**Task description**.
The lines from the start of the records through the one containing "use glam::Vec2;" are to be transcribed exactly, and nothing else.

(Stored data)
--- --- ---

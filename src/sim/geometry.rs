//! Planar geometry for walls, zones and pickups
//!
//! Walls are polylines, zones are simple closed polygons, and every body the
//! player interacts with is tested as a circle against one of those.

use glam::Vec2;

/// Squared length below which a segment is treated as a single point
const DEGENERATE_SEGMENT_SQ: f32 = 1e-8;

/// Contact between a circle and a wall segment
#[derive(Debug, Clone, Copy, PartialEq)]
pub struct SegmentContact {
    /// Closest point on the segment to the circle center
    pub point: Vec2,
    /// Unit normal at the contact, facing the circle center
    pub normal: Vec2,
    /// Distance from the circle center to `point`
    pub distance: f32,
}

/// Rotate a vector by 90 degrees: (-y, x)
///
/// Orientation is arbitrary relative to any body; callers flip it to face
/// whatever they are pushing away.
#[inline]
pub fn perpendicular(v: Vec2) -> Vec2 {
    Vec2::new(-v.y, v.x)
}

/// Closest point to `p` on the segment `a..b`
pub fn closest_point_on_segment(p: Vec2, a: Vec2, b: Vec2) -> Vec2 {
    let ab = b - a;
    let len_sq = ab.length_squared();
    if len_sq < DEGENERATE_SEGMENT_SQ {
        return a;
    }
    let t = ((p - a).dot(ab) / len_sq).clamp(0.0, 1.0);
    a + ab * t
}

/// Even-odd ray casting test
///
/// Points exactly on an edge may land on either side; the answer is stable for
/// identical input.
pub fn point_in_polygon(p: Vec2, polygon: &[Vec2]) -> bool {
    let mut inside = false;
    let n = polygon.len();
    for current in 0..n {
        let vc = polygon[current];
        let vn = polygon[(current + 1) % n];

        let straddles = (vc.y > p.y && vn.y < p.y) || (vc.y < p.y && vn.y > p.y);
        if straddles && p.x < (vn.x - vc.x) * (p.y - vc.y) / (vn.y - vc.y) + vc.x {
            inside = !inside;
        }
    }
    inside
}

/// Circle vs polygon overlap
///
/// Hit when the center is inside (if `contained_is_hit`), when any vertex lies in
/// the circle, or when any edge passes through the circle.
pub fn circle_intersects_polygon(
    center: Vec2,
    radius: f32,
    polygon: &[Vec2],
    contained_is_hit: bool,
) -> bool {
    if contained_is_hit && point_in_polygon(center, polygon) {
        return true;
    }

    let radius_sq = radius * radius;
    if polygon
        .iter()
        .any(|vertex| vertex.distance_squared(center) <= radius_sq)
    {
        return true;
    }

    let n = polygon.len();
    (0..n).any(|i| {
        let closest = closest_point_on_segment(center, polygon[i], polygon[(i + 1) % n]);
        closest.distance_squared(center) <= radius_sq
    })
}

/// Circle vs circle overlap
#[inline]
pub fn circles_overlap(a: Vec2, radius_a: f32, b: Vec2, radius_b: f32) -> bool {
    let reach = radius_a + radius_b;
    a.distance_squared(b) <= reach * reach
}

/// Contact between a circle and a segment, if they are closer than `reach`
///
/// `reach` is the sum of the circle radius and the segment's half-thickness.
/// The normal is the segment perpendicular, flipped toward the circle center.
pub fn circle_segment_contact(center: Vec2, reach: f32, a: Vec2, b: Vec2) -> Option<SegmentContact> {
    let point = closest_point_on_segment(center, a, b);
    let offset = center - point;
    let distance = offset.length();
    if distance >= reach {
        return None;
    }

    let mut normal = perpendicular(b - a).normalize_or_zero();
    if normal == Vec2::ZERO {
        // Zero-length segment: push straight out from the point
        normal = offset.normalize_or_zero();
        if normal == Vec2::ZERO {
            return None;
        }
    }
    if offset.dot(normal) < 0.0 {
        normal = -normal;
    }

    Some(SegmentContact {
        point,
        normal,
        distance,
    })
}

/// Reflect velocity off a surface
///
/// Standard reflection: v' = v - 2(v·n)n
#[inline]
pub fn reflect_velocity(velocity: Vec2, normal: Vec2) -> Vec2 {
    velocity - 2.0 * velocity.dot(normal) * normal
}

#[cfg(test)]
mod tests {
    use super::*;
    use proptest::prelude::*;

    fn square() -> Vec<Vec2> {
        vec![
            Vec2::new(0.0, 0.0),
            Vec2::new(100.0, 0.0),
            Vec2::new(100.0, 100.0),
            Vec2::new(0.0, 100.0),
        ]
    }

    #[test]
    fn test_perpendicular() {
        assert_eq!(perpendicular(Vec2::new(1.0, 0.0)), Vec2::new(0.0, 1.0));
        assert_eq!(perpendicular(Vec2::new(3.0, 4.0)), Vec2::new(-4.0, 3.0));
    }

    #[test]
    fn test_closest_point_clamps_to_segment() {
        let a = Vec2::new(0.0, 0.0);
        let b = Vec2::new(10.0, 0.0);
        assert_eq!(closest_point_on_segment(Vec2::new(5.0, 3.0), a, b), Vec2::new(5.0, 0.0));
        assert_eq!(closest_point_on_segment(Vec2::new(-4.0, 3.0), a, b), a);
        assert_eq!(closest_point_on_segment(Vec2::new(14.0, -3.0), a, b), b);
    }

    #[test]
    fn test_closest_point_degenerate_segment() {
        let a = Vec2::new(7.0, -2.0);
        assert_eq!(closest_point_on_segment(Vec2::new(100.0, 50.0), a, a), a);
    }

    #[test]
    fn test_point_in_polygon_concave() {
        // U shape: the notch at the top middle is outside
        let u = vec![
            Vec2::new(0.0, 0.0),
            Vec2::new(30.0, 0.0),
            Vec2::new(30.0, 30.0),
            Vec2::new(20.0, 30.0),
            Vec2::new(20.0, 10.0),
            Vec2::new(10.0, 10.0),
            Vec2::new(10.0, 30.0),
            Vec2::new(0.0, 30.0),
        ];
        assert!(point_in_polygon(Vec2::new(5.0, 20.0), &u));
        assert!(point_in_polygon(Vec2::new(15.0, 5.0), &u));
        assert!(!point_in_polygon(Vec2::new(15.0, 20.0), &u));
    }

    #[test]
    fn test_point_in_polygon_winding_insensitive() {
        let mut poly = square();
        let p = Vec2::new(40.0, 60.0);
        assert!(point_in_polygon(p, &poly));
        poly.reverse();
        assert!(point_in_polygon(p, &poly));
    }

    #[test]
    fn test_point_in_polygon_boundary_is_stable() {
        let poly = square();
        let edge = Vec2::new(100.0, 50.0);
        let first = point_in_polygon(edge, &poly);
        for _ in 0..10 {
            assert_eq!(point_in_polygon(edge, &poly), first);
        }
    }

    #[test]
    fn test_circle_polygon_cases() {
        let poly = square();
        // Contained
        assert!(circle_intersects_polygon(Vec2::new(50.0, 50.0), 1.0, &poly, true));
        assert!(!circle_intersects_polygon(Vec2::new(50.0, 50.0), 1.0, &poly, false));
        // Touching a vertex from outside
        assert!(circle_intersects_polygon(Vec2::new(-5.0, -5.0), 8.0, &poly, true));
        // Crossing an edge away from any vertex
        assert!(circle_intersects_polygon(Vec2::new(50.0, -5.0), 6.0, &poly, false));
        // Clear miss
        assert!(!circle_intersects_polygon(Vec2::new(50.0, -50.0), 6.0, &poly, true));
    }

    #[test]
    fn test_circles_overlap() {
        assert!(circles_overlap(Vec2::ZERO, 10.0, Vec2::new(15.0, 0.0), 10.0));
        assert!(!circles_overlap(Vec2::ZERO, 10.0, Vec2::new(25.0, 0.0), 10.0));
    }

    #[test]
    fn test_segment_contact_normal_faces_circle() {
        let a = Vec2::new(0.0, 0.0);
        let b = Vec2::new(100.0, 0.0);

        let below = circle_segment_contact(Vec2::new(50.0, -5.0), 14.0, a, b).unwrap();
        assert!((below.normal - Vec2::new(0.0, -1.0)).length() < 0.0001);
        assert!((below.distance - 5.0).abs() < 0.0001);

        // Same segment, reversed direction: normal still faces the circle
        let above = circle_segment_contact(Vec2::new(50.0, 5.0), 14.0, b, a).unwrap();
        assert!((above.normal - Vec2::new(0.0, 1.0)).length() < 0.0001);

        assert!(circle_segment_contact(Vec2::new(50.0, 14.0), 14.0, a, b).is_none());
    }

    #[test]
    fn test_reflect_velocity() {
        // Moving right, hitting a wall whose normal points left
        let reflected = reflect_velocity(Vec2::new(100.0, 0.0), Vec2::new(-1.0, 0.0));
        assert!((reflected.x + 100.0).abs() < 0.001);
        assert!(reflected.y.abs() < 0.001);
    }

    proptest! {
        #[test]
        fn prop_interior_points_are_inside(x in 1.0f32..99.0, y in 1.0f32..99.0) {
            prop_assert!(point_in_polygon(Vec2::new(x, y), &square()));
        }

        #[test]
        fn prop_far_points_are_outside(x in 200.0f32..1000.0, y in -1000.0f32..1000.0) {
            prop_assert!(!point_in_polygon(Vec2::new(x, y), &square()));
            prop_assert!(!point_in_polygon(Vec2::new(-x, y), &square()));
        }

        #[test]
        fn prop_closest_point_is_on_segment(
            px in -500.0f32..500.0, py in -500.0f32..500.0,
            bx in -100.0f32..100.0, by in -100.0f32..100.0,
        ) {
            let a = Vec2::new(-10.0, 20.0);
            let b = Vec2::new(bx, by);
            let c = closest_point_on_segment(Vec2::new(px, py), a, b);
            let len = a.distance(b);
            prop_assert!(a.distance(c) <= len + 0.01);
            prop_assert!(b.distance(c) <= len + 0.01);
        }
    }
}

--- --- ---

**Exercise answer**.
filename src/sim/geometry.rs
//! Planar geometry for walls, zones and pickups
//!
//! Walls are polylines, zones are simple closed polygons, and every body the
//! player interacts with is tested as a circle against one of those.

use glam::Vec2;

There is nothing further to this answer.